(Stored data)

──────────────────────────────

//! Error type for the fallible edges of the crate
//!
//! The simulation itself never fails: out-of-range input is clamped and
//! unresolvable links are skipped. Errors only arise when naming a preset
//! that does not exist or when reading graph and configuration documents.

use thiserror::Error;

/// Errors raised while resolving presets or loading documents
#[derive(Error, Debug)]
pub enum LayoutError {
    /// The preset name is not one of the built-in presets
    #[error("unknown preset: {0} (expected one of: default, dense, sparse, clustered, radial)")]
    UnknownPreset(String),

    /// The document format could not be determined from the path
    #[error("could not determine document format from path: {0}")]
    UnknownExtension(String),

    /// An I/O error occurred
    #[error("I/O error: {0}")]
    Io(#[from] std::io::Error),

    /// A JSON document could not be parsed
    #[error("JSON parse error: {0}")]
    Json(#[from] serde_json::Error),

    /// A YAML document could not be parsed
    #[error("YAML parse error: {0}")]
    Yaml(#[from] serde_yaml::Error),
}

/// Result type for preset and document operations
pub type LayoutResult<T> = Result<T, LayoutError>;
//! Force simulation core
//!
//! Owns the live node and link arrays, the named force registry and the
//! alpha cooling schedule. Each tick rebuilds the spatial index when a force
//! needs it, lets every force adjust velocities, integrates positions and
//! cools alpha toward its target.
//!
//! A run started with [`Simulation::start`] is driven by the host calling
//! [`Simulation::advance_frame`] whenever its frame scheduler says so, and
//! ends (emitting [`EventKind::End`] once) when alpha falls below `alpha_min`.

use std::f64::consts::PI;
use std::fmt;
use std::ops::ControlFlow;
use std::time::Duration;

use indexmap::IndexMap;
use tracing::{debug, trace, warn};

use crate::config::{ForceConfiguration, Preset};
use crate::forces::{Force, ForceContext, ForceOperator, ForceSetup};
use crate::node::{Dimensions, Point, SimulationLink, SimulationNode};
use crate::random::{DEFAULT_SEED, RandomSource, seeded};
use crate::scheduler::{Clock, FrameHandle, FrameScheduler, ManualScheduler, MonotonicClock};
use crate::spatial::SpatialTree;

/// Initial alpha of a fresh simulation
pub const DEFAULT_ALPHA: f64 = 1.0;

/// A scheduled run ends once alpha drops below this
pub const DEFAULT_ALPHA_MIN: f64 = 0.001;

/// Alpha target the schedule cools toward
pub const DEFAULT_ALPHA_TARGET: f64 = 0.0;

/// Fraction of velocity kept after each tick
pub const DEFAULT_VELOCITY_DECAY: f64 = 0.6;

/// Conventional alpha for [`Simulation::reheat`] after a small change
pub const DEFAULT_REHEAT_ALPHA: f64 = 0.3;

/// Initial placement radius per √node
const PLACEMENT_SCALE: f64 = 10.0;
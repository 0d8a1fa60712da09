use crate::error::AppError;
use async_trait::async_trait;
use regex::Regex;
use serde::Deserialize;
use std::sync::LazyLock;

/// Spam verdict for normalized message text.
///
/// Implementations are total: internal failures are logged and mapped to a
/// verdict, never surfaced to the caller.
#[async_trait]
pub trait Classifier: Send + Sync {
    async fn is_spam(&self, text: &str) -> bool;
}

static SPAM_RULES: LazyLock<Vec<Regex>> = LazyLock::new(|| {
    [
        r"\bcongratulations\b",
        r"\b(won|win|winner|winning)\b",
        r"\bfree\b",
        r"\blottery\b",
        r"\bprize\b",
        r"\bcash\b",
        r"\bmoney\b",
        r"\bclick here\b",
        r"\burgent\b",
        r"\b(bank|account) details\b",
        r"\bclaim (your|now)\b",
        r"\byou have been selected\b",
        r"!!!",
    ]
    .iter()
    .map(|rule| Regex::new(&format!("(?i){rule}")).unwrap())
    .collect()
});

/// Counts how many spam phrase rules match; spam at or above the threshold.
#[derive(Debug, Clone)]
pub struct KeywordClassifier {
    threshold: usize,
}

impl KeywordClassifier {
    pub fn new(threshold: usize) -> Self {
        Self {
            threshold: threshold.max(1),
        }
    }

    pub fn hits(&self, text: &str) -> usize {
        SPAM_RULES.iter().filter(|rule| rule.is_match(text)).count()
    }
}

impl Default for KeywordClassifier {
    fn default() -> Self {
        Self::new(2)
    }
}

#[async_trait]
impl Classifier for KeywordClassifier {
    async fn is_spam(&self, text: &str) -> bool {
        self.hits(text) >= self.threshold
    }
}

/// Response of the prediction service. Older deployments answer with
/// `prediction`, newer ones with a ready-made `header` line.
#[derive(Debug, Deserialize)]
struct PredictResponse {
    header: Option<String>,
    prediction: Option<String>,
}

impl PredictResponse {
    fn verdict(&self) -> Option<bool> {
        if let Some(header) = &self.header {
            let (name, value) = header.split_once(':')?;
            if !name.trim().eq_ignore_ascii_case("X-Spam-ML-Score") {
                return None;
            }
            return Some(value.trim().eq_ignore_ascii_case("yes"));
        }
        self.prediction
            .as_deref()
            .map(|p| p.trim().eq_ignore_ascii_case("spam"))
    }
}

/// Delegates to a remote prediction service (`POST <url>` with the raw text).
#[derive(Debug, Clone)]
pub struct HttpClassifier {
    client: reqwest::Client,
    url: String,
}

impl HttpClassifier {
    pub fn new(url: impl Into<String>) -> Self {
        Self {
            client: reqwest::Client::new(),
            url: url.into(),
        }
    }

    async fn predict(&self, text: &str) -> Result<bool, AppError> {
        let response: PredictResponse = self
            .client
            .post(&self.url)
            .body(text.to_owned())
            .send()
            .await?
            .error_for_status()?
            .json()
            .await?;

        response
            .verdict()
            .ok_or_else(|| AppError::Classifier(format!("unrecognised response: {response:?}")))
    }
}

#[async_trait]
impl Classifier for HttpClassifier {
    async fn is_spam(&self, text: &str) -> bool {
        match self.predict(text).await {
            Ok(verdict) => verdict,
            Err(e) => {
                tracing::warn!("Classifier at {} failed, treating as ham: {}", self.url, e);
                false
            }
        }
    }
}
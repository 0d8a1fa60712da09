use crate::classifier::{Classifier, HttpClassifier, KeywordClassifier};
use crate::triage::TriageOptions;
use clap::Parser;

/// Move spam from an IMAP mailbox into the trash.
#[derive(Parser, Debug, Clone)]
#[command(name = "spam-sweeper", version, about)]
pub struct Cli {
    /// IMAP server host name.
    #[arg(long)]
    pub host: String,

    /// Login user name.
    #[arg(long)]
    pub user: String,

    /// Login password.
    #[arg(long, env = "SPAM_SWEEPER_PASSWORD", hide_env_values = true)]
    pub password: String,

    /// IMAP server port.
    #[arg(long, default_value_t = 993)]
    pub port: u16,

    /// Mailbox to scan.
    #[arg(long, default_value = "INBOX")]
    pub mailbox: String,

    /// Classify and log only; never copy, flag or expunge.
    #[arg(long)]
    pub dry_run: bool,

    /// Stop after this many messages (newest first).
    #[arg(long)]
    pub limit: Option<usize>,

    /// Plain TCP instead of TLS. Pick a matching --port yourself.
    #[arg(long)]
    pub no_ssl: bool,

    /// Preferred trash folder; created if no known trash folder exists.
    #[arg(long, default_value = "Trash")]
    pub trash_folder: String,

    /// Prediction service endpoint, e.g. http://localhost:9000/predict/
    #[arg(long)]
    pub classifier_url: Option<String>,

    /// Keyword rule hits needed to call a message spam.
    #[arg(long, default_value_t = 2)]
    pub threshold: usize,

    /// Debug-level logging.
    #[arg(short, long)]
    pub verbose: bool,
}

impl Cli {
    pub fn triage_options(&self) -> TriageOptions {
        TriageOptions {
            mailbox: self.mailbox.clone(),
            dry_run: self.dry_run,
            limit: self.limit,
            trash_folder: self.trash_folder.clone(),
        }
    }

    pub fn classifier(&self) -> Box<dyn Classifier> {
        match &self.classifier_url {
            Some(url) => Box::new(HttpClassifier::new(url.clone())),
            None => Box::new(KeywordClassifier::new(self.threshold)),
        }
    }
}
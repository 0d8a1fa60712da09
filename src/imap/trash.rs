use super::MailSession;

/// Trash folder names used by the big providers, tried after the preferred one.
const CONVENTIONAL_TRASH: [&str; 3] = ["[Gmail]/Trash", "Deleted Messages", "Deleted"];

fn candidates(preferred: &str) -> Vec<&str> {
    let mut names = vec![preferred];
    names.extend(
        CONVENTIONAL_TRASH
            .iter()
            .copied()
            .filter(|name| *name != preferred),
    );
    names
}

async fn folder_exists(session: &mut dyn MailSession, name: &str) -> bool {
    match session.list_folders(name).await {
        Ok(folders) => folders.iter().any(|f| {
            tracing::debug!("LIST {}: {} (delimiter {:?})", name, f.name, f.delimiter);
            f.name == name
        }),
        Err(e) => {
            tracing::debug!("LIST {} failed, treating as missing: {}", name, e);
            false
        }
    }
}

/// Returns the first existing trash candidate, creating `preferred` if none exists.
///
/// A failed CREATE still yields `preferred`; the later COPY will report the
/// problem per message.
pub async fn resolve_trash_folder(session: &mut dyn MailSession, preferred: &str) -> String {
    for name in candidates(preferred) {
        if folder_exists(session, name).await {
            tracing::info!("Using trash folder {}", name);
            return name.to_string();
        }
    }

    match session.create_folder(preferred).await {
        Ok(()) => tracing::info!("Created trash folder {}", preferred),
        Err(e) => tracing::warn!("Could not create trash folder {}: {}", preferred, e),
    }
    preferred.to_string()
}

#[cfg(test)]
mod tests {
    use super::*;
    use crate::imap::fake::{Call, FakeSession};

    #[test]
    fn preferred_name_is_tried_first_and_not_repeated() {
        assert_eq!(
            candidates("Trash"),
            vec!["Trash", "[Gmail]/Trash", "Deleted Messages", "Deleted"]
        );
        assert_eq!(
            candidates("Deleted"),
            vec!["Deleted", "[Gmail]/Trash", "Deleted Messages"]
        );
    }

    #[tokio::test]
    async fn returns_first_existing_candidate() {
        let mut session = FakeSession::default();
        session.folders.insert("Deleted Messages".to_string());
        session.folders.insert("Deleted".to_string());

        let folder = resolve_trash_folder(&mut session, "Trash").await;

        assert_eq!(folder, "Deleted Messages");
        assert_eq!(session.count(|c| matches!(c, Call::Create(_))), 0);
        assert_eq!(
            session.calls,
            vec![
                Call::List("Trash".to_string()),
                Call::List("[Gmail]/Trash".to_string()),
                Call::List("Deleted Messages".to_string()),
            ]
        );
    }

    #[tokio::test]
    async fn preferred_folder_wins_when_present() {
        let mut session = FakeSession::default();
        session.folders.insert("Spam".to_string());
        session.folders.insert("[Gmail]/Trash".to_string());

        assert_eq!(resolve_trash_folder(&mut session, "Spam").await, "Spam");
        assert_eq!(session.calls, vec![Call::List("Spam".to_string())]);
    }

    #[tokio::test]
    async fn creates_preferred_once_when_nothing_exists() {
        let mut session = FakeSession::default();

        let folder = resolve_trash_folder(&mut session, "Trash").await;

        assert_eq!(folder, "Trash");
        assert_eq!(session.count(|c| matches!(c, Call::Create(_))), 1);
        assert_eq!(session.calls.last(), Some(&Call::Create("Trash".to_string())));
    }

    #[tokio::test]
    async fn failed_create_still_returns_preferred() {
        let mut session = FakeSession {
            fail_create: true,
            ..FakeSession::default()
        };

        let folder = resolve_trash_folder(&mut session, "Junk").await;

        assert_eq!(folder, "Junk");
        assert_eq!(session.count(|c| matches!(c, Call::Create(_))), 1);
    }
}
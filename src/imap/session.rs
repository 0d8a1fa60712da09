use super::{FolderInfo, MailSession, MessageHandle};
use crate::error::AppError;
use async_trait::async_trait;
use futures::io::{AsyncRead, AsyncWrite};
use futures::StreamExt;
use std::fmt;

/// `MailSession` backed by a live async-imap session.
pub struct ImapSession<T>
where
    T: AsyncRead + AsyncWrite + Unpin + fmt::Debug + Send,
{
    inner: async_imap::Session<T>,
}

impl<T> ImapSession<T>
where
    T: AsyncRead + AsyncWrite + Unpin + fmt::Debug + Send,
{
    pub fn new(inner: async_imap::Session<T>) -> Self {
        Self { inner }
    }
}

impl<T> fmt::Debug for ImapSession<T>
where
    T: AsyncRead + AsyncWrite + Unpin + fmt::Debug + Send,
{
    fn fmt(&self, f: &mut fmt::Formatter<'_>) -> fmt::Result {
        f.debug_struct("ImapSession").finish_non_exhaustive()
    }
}

#[async_trait]
impl<T> MailSession for ImapSession<T>
where
    T: AsyncRead + AsyncWrite + Unpin + fmt::Debug + Send,
{
    async fn select(&mut self, mailbox: &str) -> Result<(), AppError> {
        let selected = self
            .inner
            .select(mailbox)
            .await
            .map_err(|e| AppError::Mailbox {
                mailbox: mailbox.to_string(),
                reason: e.to_string(),
            })?;
        tracing::info!("Selected {} ({} messages)", mailbox, selected.exists);
        Ok(())
    }

    async fn search_all(&mut self) -> Result<Vec<MessageHandle>, AppError> {
        let uids = self
            .inner
            .uid_search("ALL")
            .await
            .map_err(|e| AppError::Protocol(e.to_string()))?;

        let mut handles: Vec<MessageHandle> = uids.into_iter().map(MessageHandle).collect();
        handles.sort();
        Ok(handles)
    }

    async fn fetch_raw(&mut self, handle: MessageHandle) -> Result<Vec<u8>, AppError> {
        let fetch_err = |reason: String| AppError::Fetch {
            handle: handle.0,
            reason,
        };

        let fetches = self
            .inner
            .uid_fetch(handle.to_string(), "BODY.PEEK[]")
            .await
            .map_err(|e| fetch_err(e.to_string()))?
            .collect::<Vec<_>>()
            .await;

        let mut body = None;
        for fetch_result in fetches {
            match fetch_result {
                Ok(fetch) if fetch.uid == Some(handle.0) => {
                    if let Some(bytes) = fetch.body() {
                        body = Some(bytes.to_vec());
                    }
                }
                // Unsolicited FETCH responses for other messages (flag updates)
                Ok(_) => {}
                Err(e) => return Err(fetch_err(e.to_string())),
            }
        }

        body.ok_or_else(|| fetch_err("server returned no message body".to_string()))
    }

    async fn copy(&mut self, handle: MessageHandle, folder: &str) -> Result<(), AppError> {
        self.inner
            .uid_copy(handle.to_string(), folder)
            .await
            .map_err(|e| AppError::Copy {
                handle: handle.0,
                folder: folder.to_string(),
                reason: e.to_string(),
            })
    }

    async fn mark_deleted(&mut self, handle: MessageHandle) -> Result<(), AppError> {
        let store_err = |reason: String| AppError::Store {
            handle: handle.0,
            reason,
        };

        let updates = self
            .inner
            .uid_store(handle.to_string(), "+FLAGS (\\Deleted)")
            .await
            .map_err(|e| store_err(e.to_string()))?
            .collect::<Vec<_>>()
            .await;

        for update in updates {
            update.map_err(|e| store_err(e.to_string()))?;
        }
        Ok(())
    }

    async fn expunge(&mut self) -> Result<(), AppError> {
        let removed = self
            .inner
            .expunge()
            .await?
            .collect::<Vec<_>>()
            .await;

        let mut count = 0usize;
        for seq in removed {
            seq?;
            count += 1;
        }
        tracing::info!("Expunged {} messages", count);
        Ok(())
    }

    async fn list_folders(&mut self, pattern: &str) -> Result<Vec<FolderInfo>, AppError> {
        let names = self
            .inner
            .list(Some(""), Some(pattern))
            .await
            .map_err(|e| AppError::Folder {
                folder: pattern.to_string(),
                reason: e.to_string(),
            })?
            .collect::<Vec<_>>()
            .await;

        let mut folders = Vec::new();
        for name in names {
            match name {
                Ok(name) => folders.push(FolderInfo {
                    name: name.name().to_string(),
                    delimiter: name.delimiter().map(str::to_string),
                }),
                Err(e) => tracing::warn!("Skipping unreadable LIST entry: {}", e),
            }
        }
        Ok(folders)
    }

    async fn create_folder(&mut self, name: &str) -> Result<(), AppError> {
        self.inner
            .create(name)
            .await
            .map_err(|e| AppError::Folder {
                folder: name.to_string(),
                reason: e.to_string(),
            })
    }

    async fn logout(&mut self) -> Result<(), AppError> {
        self.inner.logout().await?;
        Ok(())
    }
}
//! In-memory `MailSession` that records every protocol call.

use super::{FolderInfo, MailSession, MessageHandle};
use crate::error::AppError;
use async_trait::async_trait;
use std::collections::{HashMap, HashSet};

#[derive(Debug, Clone, PartialEq, Eq)]
pub enum Call {
    Select(String),
    Search,
    Fetch(u32),
    Copy(u32, String),
    MarkDeleted(u32),
    Expunge,
    List(String),
    Create(String),
    Logout,
}

#[derive(Debug, Default)]
pub struct FakeSession {
    pub calls: Vec<Call>,
    pub mailboxes: HashSet<String>,
    pub folders: HashSet<String>,
    pub messages: HashMap<u32, Vec<u8>>,
    pub fail_fetch: HashSet<u32>,
    pub fail_copy: HashSet<u32>,
    pub fail_mark: HashSet<u32>,
    /// Removed by another client right after SEARCH.
    pub vanish_after_search: HashSet<u32>,
    pub fail_expunge: bool,
    pub fail_search: bool,
    pub fail_create: bool,
    pub fail_logout: bool,
}

impl FakeSession {
    pub fn with_inbox(messages: Vec<(u32, Vec<u8>)>) -> Self {
        Self {
            mailboxes: HashSet::from(["INBOX".to_string()]),
            messages: messages.into_iter().collect(),
            ..Self::default()
        }
    }

    pub fn count(&self, pred: impl Fn(&Call) -> bool) -> usize {
        self.calls.iter().filter(|c| pred(c)).count()
    }

    pub fn position(&self, call: &Call) -> Option<usize> {
        self.calls.iter().position(|c| c == call)
    }
}

#[async_trait]
impl MailSession for FakeSession {
    async fn select(&mut self, mailbox: &str) -> Result<(), AppError> {
        self.calls.push(Call::Select(mailbox.to_string()));
        if self.mailboxes.contains(mailbox) {
            Ok(())
        } else {
            Err(AppError::Mailbox {
                mailbox: mailbox.to_string(),
                reason: "NO Mailbox doesn't exist".to_string(),
            })
        }
    }

    async fn search_all(&mut self) -> Result<Vec<MessageHandle>, AppError> {
        self.calls.push(Call::Search);
        if self.fail_search {
            return Err(AppError::Protocol("BAD malformed SEARCH".to_string()));
        }
        let mut handles: Vec<MessageHandle> =
            self.messages.keys().copied().map(MessageHandle).collect();
        handles.sort();
        for uid in &self.vanish_after_search {
            self.messages.remove(uid);
        }
        Ok(handles)
    }

    async fn fetch_raw(&mut self, handle: MessageHandle) -> Result<Vec<u8>, AppError> {
        self.calls.push(Call::Fetch(handle.0));
        if self.fail_fetch.contains(&handle.0) {
            return Err(AppError::Fetch {
                handle: handle.0,
                reason: "connection reset".to_string(),
            });
        }
        self.messages.get(&handle.0).cloned().ok_or(AppError::Fetch {
            handle: handle.0,
            reason: "no such message".to_string(),
        })
    }

    async fn copy(&mut self, handle: MessageHandle, folder: &str) -> Result<(), AppError> {
        self.calls.push(Call::Copy(handle.0, folder.to_string()));
        if self.fail_copy.contains(&handle.0) {
            return Err(AppError::Copy {
                handle: handle.0,
                folder: folder.to_string(),
                reason: "NO [TRYCREATE] no such mailbox".to_string(),
            });
        }
        Ok(())
    }

    async fn mark_deleted(&mut self, handle: MessageHandle) -> Result<(), AppError> {
        self.calls.push(Call::MarkDeleted(handle.0));
        if self.fail_mark.contains(&handle.0) {
            return Err(AppError::Store {
                handle: handle.0,
                reason: "NO [READ-ONLY] mailbox is read-only".to_string(),
            });
        }
        Ok(())
    }

    async fn expunge(&mut self) -> Result<(), AppError> {
        self.calls.push(Call::Expunge);
        if self.fail_expunge {
            return Err(AppError::Protocol("NO EXPUNGE failed".to_string()));
        }
        Ok(())
    }

    async fn list_folders(&mut self, pattern: &str) -> Result<Vec<FolderInfo>, AppError> {
        self.calls.push(Call::List(pattern.to_string()));
        Ok(self
            .folders
            .iter()
            .filter(|f| f.as_str() == pattern)
            .map(|f| FolderInfo {
                name: f.clone(),
                delimiter: Some("/".to_string()),
            })
            .collect())
    }

    async fn create_folder(&mut self, name: &str) -> Result<(), AppError> {
        self.calls.push(Call::Create(name.to_string()));
        if self.fail_create {
            return Err(AppError::Folder {
                folder: name.to_string(),
                reason: "NO permission denied".to_string(),
            });
        }
        self.folders.insert(name.to_string());
        Ok(())
    }

    async fn logout(&mut self) -> Result<(), AppError> {
        self.calls.push(Call::Logout);
        if self.fail_logout {
            return Err(AppError::Protocol("connection closed".to_string()));
        }
        Ok(())
    }
}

──────────────────────────────

## EXERCISE GOAL
Give an exact copy of every line from the one holding "self.calls.push(Call::Expunge);" through the end of the records, both included, and no other lines.

## FINISHED TASK
        self.calls.push(Call::Expunge);
        if self.fail_expunge {
            return Err(AppError::Protocol("NO EXPUNGE failed".to_string()));
        }
        Ok(())
    }

    async fn list_folders(&mut self, pattern: &str) -> Result<Vec<FolderInfo>, AppError> {
        self.calls.push(Call::List(pattern.to_string()));
        Ok(self
            .folders
            .iter()
            .filter(|f| f.as_str() == pattern)
            .map(|f| FolderInfo {
                name: f.clone(),
                delimiter: Some("/".to_string()),
            })
            .collect())
    }

    async fn create_folder(&mut self, name: &str) -> Result<(), AppError> {
        self.calls.push(Call::Create(name.to_string()));
        if self.fail_create {
            return Err(AppError::Folder {
                folder: name.to_string(),
                reason: "NO permission denied".to_string(),
            });
        }
        self.folders.insert(name.to_string());
        Ok(())
    }

    async fn logout(&mut self) -> Result<(), AppError> {
        self.calls.push(Call::Logout);
        if self.fail_logout {
            return Err(AppError::Protocol("connection closed".to_string()));
        }
        Ok(())
    }
}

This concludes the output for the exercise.